Anda sedang membaca esai Analisis puisi Yesenin “Ini adalah kebahagiaan yang bodoh”

Sergei Yesenin bermimpi dia bisa menjadi penyair terkenal. Namun, dia tidak membayangkan harus membayar harga setinggi itu untuk ini. Kehidupan di Moskow, yang saat itu telah menjadi ibu kota puisi Rusia, ternyata terlalu sulit dan membosankan bagi Yesenin. Oleh karena itu, ia sering bermimpi untuk kembali ke desa asalnya. meskipun dia mengerti bahwa ini tidak akan pernah terjadi. Meski demikian, kehidupan pedesaan bagi Yesenin tampak sebagai sesuatu yang sangat bahagia dan indah. Tentu saja, ia bahagia dengan caranya sendiri di Moskow saat mendapat undangan membacakan puisinya di hadapan warga terkemuka. Namun, penyair gagal memadukan kemewahan kehidupan metropolitan dan kesederhanaan kehidupan pedesaan.

“Halo, ketenangan emas, dengan bayangan pohon birch di dalam air!” penyair menyapa kolam pedesaan biasa, seperti seorang teman lama. Dia mengingat garis besar setiap pohon dan setiap batu di jalan desa dan sangat senang dalam mental membawa dirinya kembali ke masa lalu. Gambaran muncul di alam bawah sadar dengan sendirinya, dan sekarang “di mana viburnum mekar, seorang gadis yang lembut berpakaian putih, dia menyanyikan lagu yang lembut.”
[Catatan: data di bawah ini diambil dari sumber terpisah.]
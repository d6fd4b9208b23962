//! Response Assembly
//!
//! Every stats endpoint answers with the same envelope: a fixed attribution
//! block, execution metadata, the echoed request parameters, and the result.

use serde::Serialize;
use std::time::Instant;

use crate::config::ApiConfig;

/// Attribution block included in every response
#[derive(Debug, Clone, PartialEq, Eq, Serialize)]
pub struct Attribution {
    pub url: String,
    pub text: String,
}

/// Execution metadata
#[derive(Debug, Clone, Serialize)]
#[serde(rename_all = "camelCase")]
pub struct ResponseMetadata {
    /// Milliseconds spent handling the request
    pub execution_time: u64,
    pub request_url: String,
    pub api_version: String,
}

/// Response envelope
#[derive(Debug, Serialize)]
pub struct StatsResponse<Q, R> {
    pub attribution: Attribution,
    pub metadata: ResponseMetadata,
    pub query: Q,
    pub result: R,
}

/// Builds response envelopes
#[derive(Debug, Clone)]
pub struct ResponseAssembler {
    attribution: Attribution,
    api_version: String,
}

impl ResponseAssembler {
    pub fn new(attribution: Attribution, api_version: impl Into<String>) -> Self {
        Self {
            attribution,
            api_version: api_version.into(),
        }
    }

    pub fn from_config(config: &ApiConfig) -> Self {
        Self::new(
            Attribution {
                url: config.attribution_url.clone(),
                text: config.attribution_text.clone(),
            },
            config.api_version.clone(),
        )
    }

    /// Wrap a result, timing from `started`
    pub fn assemble<Q, R>(
        &self,
        started: Instant,
        request_url: impl Into<String>,
        query: Q,
        result: R,
    ) -> StatsResponse<Q, R> {
        StatsResponse {
            attribution: self.attribution.clone(),
            metadata: ResponseMetadata {
                execution_time: started.elapsed().as_millis() as u64,
                request_url: request_url.into(),
                api_version: self.api_version.clone(),
            },
            query,
            result,
        }
    }
}
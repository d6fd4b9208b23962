//! Health Routes
//!
//! Health check endpoints for monitoring and Kubernetes probes.
//!
//! - GET /health/live - Liveness probe (process is alive)
//! - GET /health/ready - Readiness probe (database reachable)
//! - GET /health - Full health status

use axum::{extract::State, http::StatusCode, Json};
use std::sync::Arc;

use crate::api::dto::HealthResponse;
use crate::api::state::AppState;

/// GET /health/live
///
/// Returns 200 if the process is alive, no dependency checks.
pub async fn liveness() -> StatusCode {
    StatusCode::OK
}

/// GET /health/ready
///
/// Returns 200 once a pooled connection can run a statement.
pub async fn readiness(State(state): State<Arc<AppState>>) -> StatusCode {
    if check_database(&state).await {
        StatusCode::OK
    } else {
        StatusCode::SERVICE_UNAVAILABLE
    }
}

/// GET /health
pub async fn full_health(State(state): State<Arc<AppState>>) -> Json<HealthResponse> {
    let database_ok = check_database(&state).await;

    Json(HealthResponse {
        status: if database_ok { "healthy" } else { "unhealthy" }.to_string(),
        database: if database_ok { "ok" } else { "error" }.to_string(),
        uptime_seconds: state.uptime_seconds(),
        version: env!("CARGO_PKG_VERSION").to_string(),
    })
}

async fn check_database(state: &AppState) -> bool {
    match state.repository.ping().await {
        Ok(()) => true,
        Err(e) => {
            tracing::warn!("Database health check failed: {}", e);
            false
        }
    }
}

#[cfg(test)]
mod tests {
    use super::*;

    #[tokio::test]
    async fn test_liveness() {
        let status = liveness().await;
        assert_eq!(status, StatusCode::OK);
    }
}
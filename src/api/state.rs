//! Application State
//!
//! Shared state accessible by all API handlers.
//! Wrapped in Arc for thread-safe sharing across async tasks.

use crate::api::response::ResponseAssembler;
use crate::config::ApiConfig;
use crate::repository::StatsRepository;
use std::sync::Arc;
use std::time::Instant;

/// Shared application state for all handlers
#[derive(Clone)]
pub struct AppState {
    /// Repository running the statistics queries
    pub repository: StatsRepository,
    /// Envelope builder
    pub assembler: ResponseAssembler,
    /// API configuration
    pub config: Arc<ApiConfig>,
    /// Server start time for uptime tracking
    pub start_time: Instant,
}

impl AppState {
    pub fn new(repository: StatsRepository, config: ApiConfig) -> Self {
        Self {
            repository,
            assembler: ResponseAssembler::from_config(&config),
            config: Arc::new(config),
            start_time: Instant::now(),
        }
    }

    /// Get server uptime in seconds
    pub fn uptime_seconds(&self) -> u64 {
        self.start_time.elapsed().as_secs()
    }
}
Kenangan ini sangat disayangi penyair. Dan bukan hanya karena mereka menyimpan potongan-potongan kebahagiaan sejati, yang tampak begitu mudah didapat dan alami. Bagi Yesenin, bertemu masa lalu adalah semacam perjalanan menuju masa muda, yang tidak akan pernah bisa kembali lagi. “Konyol, kebahagiaan yang manis. pipi kemerahan yang segar,” begitulah cara penulis mencirikan periode cerah dan sangat romantis dalam hidupnya. Ia tak menyayangkan nasibnya yang berkembang sedemikian rupa sehingga kini pertemuan dengan kampung halamannya semakin jarang. Namun, jauh di lubuk hatinya, sang penyair memahami bahwa ia dengan senang hati akan menukar kemakmuran ibu kota dengan mereka yang belum memiliki kehidupan. kehidupan pedesaan hanya untuk mendapatkan kemurnian pikiran dan perasaan yang luar biasa itu ketenangan pikiran. Namun mimpi-mimpi ini tidak ditakdirkan untuk menjadi kenyataan, karena desa Yesenin, yang ia gambarkan dengan kelembutan dalam banyak karya, telah menjadi berbeda, dan penyair tidak memiliki tempat di dalamnya.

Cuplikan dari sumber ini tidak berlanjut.